* _Exercise instructions_
Set down the lines of the data exactly, starting at the first and stopping after the line containing "leave their results".

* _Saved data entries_
——

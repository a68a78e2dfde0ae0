//! The embeddable interpreter.
//!
//! An [`Interpreter`] is one complete, independent filp instance: its own
//! heap, stacks, symbols and error state, plus the native functions the
//! host and the core library registered. Nothing is shared between
//! instances.

mod builder;
mod specials;

use std::fmt;
use std::rc::Rc;
use std::sync::Arc;

use filp_core::{
    ErrorKind, HostFile, IntCell, Machine, NativeId, StackOverflow, StringCell, ValueData,
    ValueId,
};
use parking_lot::Mutex;

use crate::loader::SourceLoader;
use crate::{ErrorReport, Status};

pub use builder::InterpreterBuilder;

/// A host or library function callable from scripts.
///
/// Natives take their arguments from the stack and leave their results
/// there; the return value is the status the calling token produces.
pub type NativeFn = Rc<dyn Fn(&mut Interpreter) -> Status>;

/// One filp instance.
pub struct Interpreter {
    pub(crate) machine: Machine,
    natives: Vec<NativeFn>,
    loader: Box<dyn SourceLoader>,
}

impl fmt::Debug for Interpreter {
    fn fmt(&self, f: &mut fmt::Formatter<'_>) -> fmt::Result {
        f.debug_struct("Interpreter")
            .field("machine", &self.machine)
            .field("natives", &self.natives.len())
            .finish_non_exhaustive()
    }
}

impl Default for Interpreter {
    fn default() -> Self {
        Self::new()
    }
}

impl Interpreter {
    /// Interpreter with the default configuration and the core library
    /// loaded.
    pub fn new() -> Self {
        InterpreterBuilder::new().build()
    }

    pub fn builder() -> InterpreterBuilder {
        InterpreterBuilder::new()
    }

    /// Bare instance: no natives, no special variables.
    fn with_machine(machine: Machine, loader: Box<dyn SourceLoader>) -> Self {
        Interpreter {
            machine,
            natives: Vec::new(),
            loader,
        }
    }

    pub fn machine(&self) -> &Machine {
        &self.machine
    }

    pub fn machine_mut(&mut self) -> &mut Machine {
        &mut self.machine
    }

    // Registration

    /// Make `f` callable under `name`. Returns `false`, registering
    /// nothing, if the name is already bound.
    pub fn register_native<F>(&mut self, name: &str, f: F) -> bool
    where
        F: Fn(&mut Interpreter) -> Status + 'static,
    {
        if self.machine.find_symbol(name.as_bytes()).is_some() {
            tracing::debug!(name, "native not registered, name taken");
            return false;
        }
        let Ok(raw) = u32::try_from(self.natives.len()) else {
            return false;
        };
        self.natives.push(Rc::new(f));
        let v = self.machine.heap.native(NativeId::new(raw));
        self.machine.define(name.as_bytes(), v).is_ok()
    }

    /// Expose a host integer. Script reads see its current value and
    /// script writes store into it.
    pub fn bind_int(&mut self, name: &str, cell: Arc<Mutex<i64>>) -> bool {
        self.bind(name, ValueData::ExtInt(IntCell::Host(cell)))
    }

    pub fn bind_real(&mut self, name: &str, cell: Arc<Mutex<f64>>) -> bool {
        self.bind(name, ValueData::ExtReal(cell))
    }

    /// Expose a host byte buffer. Writes keep at most `max` bytes.
    pub fn bind_string(&mut self, name: &str, buf: Arc<Mutex<Vec<u8>>>, max: usize) -> bool {
        self.bind(name, ValueData::ExtString(StringCell::Host { buf, max }))
    }

    /// Expose a host file slot. Scripts can only assign File values to it.
    pub fn bind_file(&mut self, name: &str, file: HostFile) -> bool {
        self.bind(name, ValueData::File(file))
    }

    fn bind(&mut self, name: &str, data: ValueData) -> bool {
        let bound = self.machine.bind_external(name.as_bytes(), data).is_some();
        if !bound {
            tracing::debug!(name, "host binding refused, name taken");
        }
        bound
    }

    pub(crate) fn call_native(&mut self, native: NativeId) -> Status {
        match self.natives.get(native.raw() as usize).map(Rc::clone) {
            Some(f) => f(self),
            None => Status::Ok,
        }
    }

    // Stack

    pub fn push(&mut self, v: ValueId) -> Result<(), StackOverflow> {
        self.machine.push(v)
    }

    pub fn push_scalar(&mut self, bytes: impl AsRef<[u8]>) -> Result<(), StackOverflow> {
        self.machine.push_scalar(bytes.as_ref())
    }

    pub fn push_int(&mut self, n: i64) -> Result<(), StackOverflow> {
        self.machine.push_int(n)
    }

    pub fn push_real(&mut self, r: f64) -> Result<(), StackOverflow> {
        self.machine.push_real(r)
    }

    pub fn push_null(&mut self) -> Result<(), StackOverflow> {
        self.machine.push_null()
    }

    pub fn push_bool(&mut self, b: bool) -> Result<(), StackOverflow> {
        self.machine.push_bool(b)
    }

    pub fn push_code(&mut self, code: impl AsRef<[u8]>) -> Result<(), StackOverflow> {
        self.machine.push_code(code.as_ref())
    }

    /// Pop the top value; Null on an empty stack.
    pub fn pop(&mut self) -> ValueId {
        self.machine.pop()
    }

    /// Pop the top value as text.
    pub fn pop_bytes(&mut self) -> Vec<u8> {
        let v = self.machine.pop();
        self.machine.heap.text(v).to_vec()
    }

    pub fn pop_string(&mut self) -> String {
        String::from_utf8_lossy(&self.pop_bytes()).into_owned()
    }

    pub fn pop_int(&mut self) -> i64 {
        self.machine.pop_int()
    }

    pub fn pop_real(&mut self) -> f64 {
        self.machine.pop_real()
    }

    /// The `n`-th value from the top, 1 being the top.
    pub fn peek(&self, n: i64) -> ValueId {
        self.machine.stack.peek(n)
    }

    pub fn depth(&self) -> usize {
        self.machine.stack.depth()
    }

    /// Text of any value, e.g. one returned by [`Interpreter::peek`].
    pub fn text(&self, v: ValueId) -> &[u8] {
        self.machine.heap.text(v)
    }

    // Pushes made by words. Overflow is not an error kind; the value is
    // dropped.

    pub(crate) fn put(&mut self, v: ValueId) {
        if let Err(overflow) = self.machine.push(v) {
            tracing::debug!(%overflow, "value dropped");
        }
    }

    pub(crate) fn put_scalar(&mut self, bytes: &[u8]) {
        let v = self.machine.heap.scalar(bytes);
        self.put(v);
    }

    pub(crate) fn put_code(&mut self, bytes: &[u8]) {
        let v = self.machine.heap.code(bytes);
        self.put(v);
    }

    pub(crate) fn put_int(&mut self, n: i64) {
        let v = self.machine.heap.int(n);
        self.put(v);
    }

    pub(crate) fn put_bool(&mut self, b: bool) {
        self.put(filp_core::Heap::boolean(b));
    }

    pub(crate) fn put_null(&mut self) {
        self.put(ValueId::NULL);
    }

    // Execution

    /// Run source text. See [`Interpreter::execute_bytes`].
    pub fn execute(&mut self, code: &str) -> Status {
        self.execute_bytes(code.as_bytes())
    }

    /// Format, then run.
    ///
    /// ```text
    /// interp.execute_fmt(format_args!("/limit {} =", n));
    /// ```
    pub fn execute_fmt(&mut self, args: fmt::Arguments<'_>) -> Status {
        self.execute(&args.to_string())
    }

    /// Fetch a program through the configured loader and run it.
    ///
    /// A program that cannot be read fails with `FILE_NOT_FOUND` (or
    /// `PERMISSION_DENIED` if the loader was refused access), the name
    /// being the error info.
    pub fn load_exec(&mut self, name: &str) -> Status {
        match self.loader.load(name) {
            Ok(source) => self.execute_bytes(&source),
            Err(error) => {
                tracing::debug!(name, %error, "cannot load program");
                let kind = match error.kind() {
                    std::io::ErrorKind::PermissionDenied => ErrorKind::PermissionDenied,
                    _ => ErrorKind::FileNotFound,
                };
                self.machine.fail_with(kind, name.as_bytes());
                Status::Error
            }
        }
    }

    // Diagnostics and housekeeping

    /// The pending error, cleared. This is what an interactive front end
    /// reports before its next prompt.
    pub fn take_error(&mut self) -> Option<ErrorReport> {
        let report = ErrorReport::capture(&self.machine.diagnostics);
        self.machine.diagnostics.clear();
        report
    }

    /// The pending error, left in place.
    pub fn last_error(&self) -> Option<ErrorReport> {
        ErrorReport::capture(&self.machine.diagnostics)
    }

    /// Run the collector. A full sweep visits every queued value once.
    /// Returns how many values were reclaimed.
    pub fn sweep(&mut self, full: bool) -> usize {
        self.machine.sweep(full)
    }

    /// Values allocated and not yet reclaimed.
    pub fn live_values(&self) -> usize {
        self.machine.heap.account()
    }

    pub fn symbol_count(&self) -> usize {
        self.machine.symbols.len()
    }

    /// Unlink `name` from the symbol table regardless of the configured
    /// removal mode. Returns whether it existed.
    pub fn remove_symbol(&mut self, name: &str) -> bool {
        match self.machine.find_symbol(name.as_bytes()) {
            Some(id) => {
                self.machine.remove_symbol(id);
                true
            }
            None => false,
        }
    }
}
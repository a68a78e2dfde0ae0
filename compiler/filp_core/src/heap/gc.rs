//! Incremental collection over the allocation queue.
//!
//! There is no root set. Each step looks at the head of the queue: a value
//! that is still held goes to the back, an unheld one is freed. Freeing an
//! Array releases its elements, which are then freed in turn when they come
//! round. Cycles keep each other's counts above zero forever.

use super::Heap;
use crate::ValueData;

impl Heap {
    /// Examine the head of the queue. Returns `true` if it was freed.
    pub fn sweep_one(&mut self) -> bool {
        let Some(id) = self.queue.pop_front() else {
            return false;
        };

        let Some(slot) = self.slots.get_mut(id.index()) else {
            return false;
        };

        match &slot.cell {
            Some(cell) if cell.refs > 0 => {
                self.queue.push_back(id);
                return false;
            }
            Some(_) => {}
            None => return false,
        }

        let data = slot.cell.take().map(|cell| cell.data);
        slot.generation = slot.generation.wrapping_add(1);
        self.free.push(u32::try_from(id.index()).unwrap_or(u32::MAX));

        if let Some(ValueData::Array(elements)) = data {
            for element in elements {
                self.release(element);
            }
        }
        true
    }

    /// Run the collector.
    ///
    /// A full sweep visits every queued value once. Otherwise the budget is
    /// the growth in queued values since the previous call plus two, so the
    /// collector keeps pace with allocation without ever walking the whole
    /// queue. Returns the number of values freed.
    pub fn sweep(&mut self, full: bool) -> usize {
        if self.queue.is_empty() {
            return 0;
        }

        let account = self.queue.len();
        let budget = if full {
            account
        } else {
            (account + 2).saturating_sub(self.last_account)
        };

        let mut freed = 0;
        for _ in 0..budget {
            if self.queue.is_empty() {
                break;
            }
            if self.sweep_one() {
                freed += 1;
            }
        }

        self.last_account = self.queue.len();

        if full {
            tracing::debug!(freed, live = self.last_account, "full sweep");
        } else if freed > 0 {
            tracing::trace!(freed, budget, "incremental sweep");
        }
        freed
    }
}
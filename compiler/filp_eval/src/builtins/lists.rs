//! Words over Null-terminated runs of stack values.

use std::cmp::Ordering;

use super::{scalar_operand, Word};
use crate::{Interpreter, Status};

pub(super) const WORDS: &[(&str, Word)] = &[
    ("reverse", reverse),
    ("seek", seek),
    ("index", index),
    ("join", join),
    ("enum", enumerate),
];

/// Reverse a list in place, sentinel included.
fn reverse(interp: &mut Interpreter) -> Status {
    let list = interp.machine.pop_list();
    interp.put_null();
    for &v in &list {
        interp.put(v);
    }
    Status::Ok
}

/// `[ list ] value seek`: 1-based position of `value` counting from the
/// top, or 0. The list is consumed.
fn seek(interp: &mut Interpreter) -> Status {
    let needle = interp.machine.pop();
    let list = interp.machine.pop_list();
    let heap = &interp.machine.heap;
    let pos = list
        .iter()
        .position(|&v| heap.compare(v, needle) == Ordering::Equal)
        .map_or(0, |pos| pos + 1);
    interp.put_int(i64::try_from(pos).unwrap_or(0));
    Status::Ok
}

/// `[ list ] n index`: the `n`-th value from the top, or Null. The list
/// is consumed.
fn index(interp: &mut Interpreter) -> Status {
    let n = interp.machine.pop_int();
    let list = interp.machine.pop_list();
    let v = usize::try_from(n)
        .ok()
        .and_then(|n| n.checked_sub(1))
        .and_then(|i| list.get(i).copied());
    match v {
        Some(v) => interp.put(v),
        None => interp.put_null(),
    }
    Status::Ok
}

/// `[ list ] glue join`: the texts of the list in push order, glued.
fn join(interp: &mut Interpreter) -> Status {
    let glue = interp.machine.pop();
    let glue = interp.machine.heap.text(glue).to_vec();
    let list = interp.machine.pop_list();
    let heap = &interp.machine.heap;
    let joined = list
        .iter()
        .rev()
        .map(|&v| heap.text(v))
        .collect::<Vec<_>>()
        .join(&glue[..]);
    interp.put_scalar(&joined);
    Status::Ok
}

/// `[ names ] first enum`: bind the deepest name to `first`, the next to
/// `first + 1` and so on.
fn enumerate(interp: &mut Interpreter) -> Status {
    let first = interp.machine.pop_int();
    let list = interp.machine.pop_list();
    let mut n = first;
    for &name in list.iter().rev() {
        let Some(name) = scalar_operand(interp, name) else {
            return Status::Error;
        };
        let v = interp.machine.heap.int(n);
        if let Err(kind) = interp.machine.define(&name, v) {
            interp.machine.fail(kind);
            return Status::Error;
        }
        n = n.wrapping_add(1);
    }
    Status::Ok
}
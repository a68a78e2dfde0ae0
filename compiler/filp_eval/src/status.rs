//! Execution status.

/// Outcome of executing a token, a block or a native word.
#[derive(Copy, Clone, Debug, Default, PartialEq, Eq, Hash)]
pub enum Status {
    /// Keep going.
    #[default]
    Ok,
    /// Leave the innermost loop construct.
    Break,
    /// Stop the whole program.
    End,
    /// Stop; the reason is in the machine's diagnostics.
    Error,
}

impl Status {
    /// Numeric form: 0, 1, -2 and -1 respectively.
    pub const fn code(self) -> i32 {
        match self {
            Status::Ok => 0,
            Status::Break => 1,
            Status::End => -2,
            Status::Error => -1,
        }
    }

    pub const fn is_ok(self) -> bool {
        matches!(self, Status::Ok)
    }

    /// Loop constructs stop at a Break but do not pass it on.
    #[must_use]
    pub const fn absorb_break(self) -> Self {
        match self {
            Status::Break => Status::Ok,
            other => other,
        }
    }
}
//! `dumper`: render a value as filp source text.
//!
//! Levels below the limit are laid out one value per line and indented
//! with tabs; deeper levels run together on one line. An Array met again
//! while inside itself is written as its kind marker.

use filp_core::{Heap, ValueData, ValueId};

use super::Word;
use crate::{Interpreter, Status};

pub(super) const WORDS: &[(&str, Word)] = &[("dumper", dumper)];

/// Nesting depth up to which the output is laid out on separate lines.
const LAYOUT_DEPTH: usize = 3;

fn dumper(interp: &mut Interpreter) -> Status {
    let v = interp.machine.pop();
    let text = dump(&interp.machine.heap, v, LAYOUT_DEPTH);
    interp.put_scalar(&text);
    Status::Ok
}

fn is_numeric(bytes: &[u8]) -> bool {
    match bytes {
        [first, ..] if first.is_ascii_digit() => true,
        [b'-', second, ..] => second.is_ascii_digit(),
        _ => false,
    }
}

fn indent(out: &mut Vec<u8>, lvl: usize) {
    out.extend(std::iter::repeat(b'\t').take(lvl));
}

/// Render `v` with line layout down to nesting depth `max`.
pub(crate) fn dump(heap: &Heap, v: ValueId, max: usize) -> Vec<u8> {
    let mut dumper = Dumper {
        heap,
        max,
        path: Vec::new(),
        out: Vec::new(),
    };
    dumper.value(v, 0);
    dumper.out
}

struct Dumper<'a> {
    heap: &'a Heap,
    max: usize,
    /// Arrays currently being written, outermost first.
    path: Vec<ValueId>,
    out: Vec<u8>,
}

impl Dumper<'_> {
    fn value(&mut self, v: ValueId, lvl: usize) {
        let heap = self.heap;
        let laid_out = lvl < self.max;
        if laid_out {
            indent(&mut self.out, lvl);
        }

        match heap.data(v) {
            ValueData::Scalar(bytes) if is_numeric(bytes) => {
                self.out.extend_from_slice(bytes);
                if !laid_out {
                    self.out.push(b' ');
                }
            }
            ValueData::Scalar(bytes) => {
                self.out.push(b'\'');
                self.out.extend_from_slice(bytes);
                self.out.extend_from_slice(b"' ");
            }
            ValueData::Code(bytes) if bytes.contains(&b'\n') => {
                self.out.extend_from_slice(b"\n{\n");
                self.out.extend_from_slice(bytes);
                self.out.extend_from_slice(b"\n}\n");
            }
            ValueData::Code(bytes) => {
                self.out.extend_from_slice(b"{ ");
                self.out.extend_from_slice(bytes);
                self.out.extend_from_slice(b" } ");
            }
            ValueData::Array(elements) if !self.path.contains(&v) => {
                let inner_laid_out = lvl + 1 < self.max;
                self.out.extend_from_slice(b"( ");
                if inner_laid_out {
                    self.out.push(b'\n');
                }
                self.path.push(v);
                for &e in elements {
                    self.value(e, lvl + 1);
                }
                self.path.pop();
                if inner_laid_out {
                    indent(&mut self.out, lvl);
                }
                self.out.extend_from_slice(b") ");
            }
            other => {
                self.out.extend_from_slice(b"'[");
                self.out.extend_from_slice(other.kind().name().as_bytes());
                self.out.extend_from_slice(b"]' ");
            }
        }

        if laid_out {
            self.out.push(b'\n');
        }
    }
}
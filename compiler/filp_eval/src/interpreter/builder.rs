//! `InterpreterBuilder` for creating configured interpreters.

use filp_core::{Flags, Machine, Stack, SymbolRemoval, DEFAULT_STACK_SIZE};

use super::{specials, Interpreter};
use crate::builtins;
use crate::loader::{FsLoader, SourceLoader};

/// Builder for [`Interpreter`].
///
/// Every setting is also reachable from scripts afterwards except the
/// loader and the removal mode: `filp_stack_size`, `filp_real` and
/// `filp_bareword` are read-write, and `safe` switches isolation on.
pub struct InterpreterBuilder {
    stack_size: usize,
    flags: Flags,
    removal: SymbolRemoval,
    loader: Option<Box<dyn SourceLoader>>,
    args: Vec<String>,
}

impl Default for InterpreterBuilder {
    fn default() -> Self {
        Self::new()
    }
}

impl InterpreterBuilder {
    pub fn new() -> Self {
        InterpreterBuilder {
            stack_size: DEFAULT_STACK_SIZE,
            flags: Flags::default(),
            removal: SymbolRemoval::default(),
            loader: None,
            args: Vec::new(),
        }
    }

    /// Maximum number of values on the stack.
    #[must_use]
    pub fn stack_size(mut self, size: usize) -> Self {
        self.stack_size = size;
        self
    }

    /// Arithmetic on reals instead of integers.
    #[must_use]
    pub fn real_mode(mut self, on: bool) -> Self {
        self.flags.real = on;
        self
    }

    /// Push unknown names as literals instead of failing.
    #[must_use]
    pub fn barewords(mut self, on: bool) -> Self {
        self.flags.bareword = on;
        self
    }

    /// Refuse `load` from the start.
    #[must_use]
    pub fn isolated(mut self, on: bool) -> Self {
        self.flags.isolated = on;
        self
    }

    /// What `unset` does to a symbol.
    #[must_use]
    pub fn symbol_removal(mut self, removal: SymbolRemoval) -> Self {
        self.removal = removal;
        self
    }

    /// Where `load` and [`Interpreter::load_exec`] read programs from.
    /// Defaults to the file system.
    #[must_use]
    pub fn loader(mut self, loader: Box<dyn SourceLoader>) -> Self {
        self.loader = Some(loader);
        self
    }

    /// Contents of the `ARGV` array.
    #[must_use]
    pub fn args<I, S>(mut self, args: I) -> Self
    where
        I: IntoIterator<Item = S>,
        S: Into<String>,
    {
        self.args = args.into_iter().map(Into::into).collect();
        self
    }

    /// Create the interpreter with the core library and special variables
    /// in place.
    pub fn build(self) -> Interpreter {
        let machine = Machine::new(Stack::new(self.stack_size), self.flags, self.removal);
        let loader = self.loader.unwrap_or_else(|| Box::new(FsLoader));
        let mut interp = Interpreter::with_machine(machine, loader);

        builtins::register(&mut interp);
        specials::bind(&mut interp, &self.args);
        builtins::run_prelude(&mut interp);

        tracing::debug!(
            symbols = interp.symbol_count(),
            stack_size = self.stack_size,
            "interpreter ready"
        );
        interp
    }
}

——

* _Written answer_
repository a68a78e2dfde0ae0
//! The embeddable interpreter.
//!
//! An [`Interpreter`] is one complete, independent filp instance: its own
//! heap, stacks, symbols and error state, plus the native functions the
//! host and the core library registered. Nothing is shared between
//! instances.

mod builder;
mod specials;

use std::fmt;
use std::rc::Rc;
use std::sync::Arc;

use filp_core::{
    ErrorKind, HostFile, IntCell, Machine, NativeId, StackOverflow, StringCell, ValueData,
    ValueId,
};
use parking_lot::Mutex;

use crate::loader::SourceLoader;
use crate::{ErrorReport, Status};

pub use builder::InterpreterBuilder;

/// A host or library function callable from scripts.
///
/// Natives take their arguments from the stack and leave their results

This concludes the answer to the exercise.